16.11.17

Quinta-feira

Toulouse, “Paloma”, in https://www.youtube.com/watch?v=hYD9f-q6OJM    
Nove horas e catorze minutos. O sol teimoso. Quase não há vento. Folhas, em decadência. O outono ardiloso. Gente a chegar. No passo vagaroso, que o tempo não tem de se apressar. Uma carrinha faz a entrega de uma encomenda (correção: quem entrega a encomenda é o condutor da carrinha). Ouve-se falar idioma estrangeiro, ininteligível. Uma rapariga passa com uma mochila às costas – dir-se-ia, mais pesada do que o seu franzino corpo. As mulheres de limpeza deixam o serviço, depois da faina madrugadora. Falam, estridentemente. No patamar do primeiro andar, uma rapariga está com a cabeça deitada na mesa, ensonada. Começa o ruído. Vem aí o dia. A destempo.

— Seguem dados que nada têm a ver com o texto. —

//! Mapper properties: column attributes and relations.

mod column;
mod relation;

pub use column::ColumnProperty;
pub use relation::{relation, Direction, LoadStrategy, Relation, RelationDef, RelationState, RelationTarget};
pub(crate) use relation::{equalities, owned_by, table_matches, SyncPair};

use clausemap_core::ColumnRef;

/// One attribute of a mapped class.
#[derive(Debug, Clone)]
pub enum MapperProperty {
    /// A scalar attribute backed by one or more columns.
    Column(ColumnProperty),
    /// A reference to objects of another mapper.
    Relation(Relation),
}

impl MapperProperty {
    /// The column property, if this is one.
    #[must_use]
    pub const fn as_column(&self) -> Option<&ColumnProperty> {
        match self {
            Self::Column(column) => Some(column),
            Self::Relation(_) => None,
        }
    }

    /// The relation, if this is one.
    #[must_use]
    pub const fn as_relation(&self) -> Option<&Relation> {
        match self {
            Self::Relation(relation) => Some(relation),
            Self::Column(_) => None,
        }
    }
}

/// A property as declared on a [`MapperBuilder`](crate::MapperBuilder).
#[derive(Debug, Clone)]
pub enum PropertyDef {
    /// Columns merged into one attribute.
    Columns(Vec<ColumnRef>),
    /// A relation.
    Relation(RelationDef),
}

impl From<ColumnRef> for PropertyDef {
    fn from(column: ColumnRef) -> Self {
        Self::Columns(vec![column])
    }
}

impl From<Vec<ColumnRef>> for PropertyDef {
    fn from(columns: Vec<ColumnRef>) -> Self {
        Self::Columns(columns)
    }
}

impl From<RelationDef> for PropertyDef {
    fn from(def: RelationDef) -> Self {
        Self::Relation(def)
    }
}

impl From<PropertyDef> for MapperProperty {
    fn from(def: PropertyDef) -> Self {
        match def {
            PropertyDef::Columns(columns) => Self::Column(ColumnProperty::new(columns)),
            PropertyDef::Relation(def) => Self::Relation(Relation::new(def)),
        }
    }
}
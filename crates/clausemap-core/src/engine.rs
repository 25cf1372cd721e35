//! The database engine seam.
//!
//! An [`Engine`] executes SQL text with positional parameters and reports
//! rows, affected-row counts and generated keys. Drivers live in their own
//! crates.

use crate::clause::ClauseNode;
use crate::compiler::compile;
use crate::dialect::Dialect;
use crate::error::{EngineError, Result};
use crate::schema::{Sequence, Table};
use crate::value::{Params, SqlValue};

/// Rows returned by a statement.
#[derive(Debug, Clone, Default, PartialEq)]
pub struct ResultSet {
    /// Column names as reported by the driver.
    pub columns: Vec<String>,
    /// Row values in column order.
    pub rows: Vec<Vec<SqlValue>>,
    /// Rows changed by an INSERT, UPDATE or DELETE.
    pub rows_affected: u64,
}

impl ResultSet {
    /// Position of the named column.
    #[must_use]
    pub fn column_index(&self, name: &str) -> Option<usize> {
        self.columns.iter().position(|c| c == name)
    }

    /// Number of rows.
    #[must_use]
    pub fn len(&self) -> usize {
        self.rows.len()
    }

    /// Whether no rows were returned.
    #[must_use]
    pub fn is_empty(&self) -> bool {
        self.rows.is_empty()
    }

    /// Value at `(row, column name)`.
    #[must_use]
    pub fn get(&self, row: usize, column: &str) -> Option<&SqlValue> {
        let index = self.column_index(column)?;
        self.rows.get(row).and_then(|r| r.get(index))
    }
}

/// A connection able to run compiled SQL.
pub trait Engine {
    /// The dialect statements must be compiled for.
    fn dialect(&self) -> &dyn Dialect;

    /// Executes `sql` with positional `params`.
    fn execute(&mut self, sql: &str, params: &[SqlValue]) -> std::result::Result<ResultSet, EngineError>;

    /// Primary key values generated by the last INSERT into `table`, in
    /// primary key column order.
    fn last_inserted_ids(&self, table: &Table) -> Option<Vec<SqlValue>> {
        let _ = table;
        None
    }

    /// Next value of `sequence`, for dialects that pre-execute sequences.
    fn next_sequence_value(
        &mut self,
        sequence: &Sequence,
    ) -> std::result::Result<Option<SqlValue>, EngineError> {
        let _ = sequence;
        Ok(None)
    }

    /// Starts a transaction.
    fn begin(&mut self) -> std::result::Result<(), EngineError> {
        Ok(())
    }

    /// Commits the current transaction.
    fn commit(&mut self) -> std::result::Result<(), EngineError> {
        Ok(())
    }

    /// Rolls back the current transaction.
    fn rollback(&mut self) -> std::result::Result<(), EngineError> {
        Ok(())
    }
}

impl<E: Engine + ?Sized> Engine for Box<E> {
    fn dialect(&self) -> &dyn Dialect {
        (**self).dialect()
    }

    fn execute(&mut self, sql: &str, params: &[SqlValue]) -> std::result::Result<ResultSet, EngineError> {
        (**self).execute(sql, params)
    }

    fn last_inserted_ids(&self, table: &Table) -> Option<Vec<SqlValue>> {
        (**self).last_inserted_ids(table)
    }

    fn next_sequence_value(
        &mut self,
        sequence: &Sequence,
    ) -> std::result::Result<Option<SqlValue>, EngineError> {
        (**self).next_sequence_value(sequence)
    }

    fn begin(&mut self) -> std::result::Result<(), EngineError> {
        (**self).begin()
    }

    fn commit(&mut self) -> std::result::Result<(), EngineError> {
        (**self).commit()
    }

    fn rollback(&mut self) -> std::result::Result<(), EngineError> {
        (**self).rollback()
    }
}

/// Compiles `node` for the engine's dialect and executes it with `params`.
///
/// # Errors
///
/// Fails when `node` does not compile or the engine rejects it.
pub fn execute(engine: &mut dyn Engine, node: &ClauseNode, params: &Params) -> Result<ResultSet> {
    let compiled = compile(node, engine.dialect(), Some(params))?;
    let values = compiled.params_for(engine.dialect(), params);
    tracing::debug!(sql = %compiled.sql(), params = ?values, "Executing SQL");
    Ok(engine.execute(compiled.sql(), &values)?)
}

Trapezista. Há um certo sabor a malogro. A incapacidade para correr no mesmo sentido do sangue que corre nas veias. Uma teimosia, vertida no fio fino onde o trapezista se aventura. Precipício por todos os lados. Não se acomete de tonturas, o trapezista. Ou não fosse trapezista e a sua função (ou passatempo) não fosse ousar entre as margens da monotonia, irrompendo em formato insubmisso. O trapezista deve horas ao sono.
Terraplanagem das ideias. Os sobressaltos inundam o pensamento. Uma torrente imparável aterra aos pés do pensamento. Confunde-o. Labiríntico, enreda-se nas múltiplas teias que sopesam as avenidas entretecidas nos sonhos e nos pesadelos. Um espaço todavia vago, de tão imenso e desprovido de cores – dir-se-ia, infinito. Na inventariação dos predadores, perde-se a conta aos subsídios que desarranjam as paredes, que lhes retiram o seu caiar. Talvez seja melhor terraplanar as ideias. Verter sobre elas um imenso alúvio que não se perca nas bagatelas. E deixá-las (às ideias) a medrar no húmus renovado.
Nota de rodapé. Às vezes, trocam-se os predicados na fusão das noções que ganham espessura com as convenções. Uma nota de rodapé é um detalhe perdido no anonimato do fundo de página, o tamanho de letra apequenado vertendo a atenção para o corpo de texto – o texto principal. Só que, às vezes, o sumo está embebido na nota de rodapé. Por demissão do texto principal, que se emaranha no embaraço de si mesmo, remate da sua nulidade.
Amanhã é sexta-feira. Os embaraços servem ao indulto do tempo imerecido. Em véspera das consagrações em formulário espartano, pois o olhar serve-se do vinho eleito.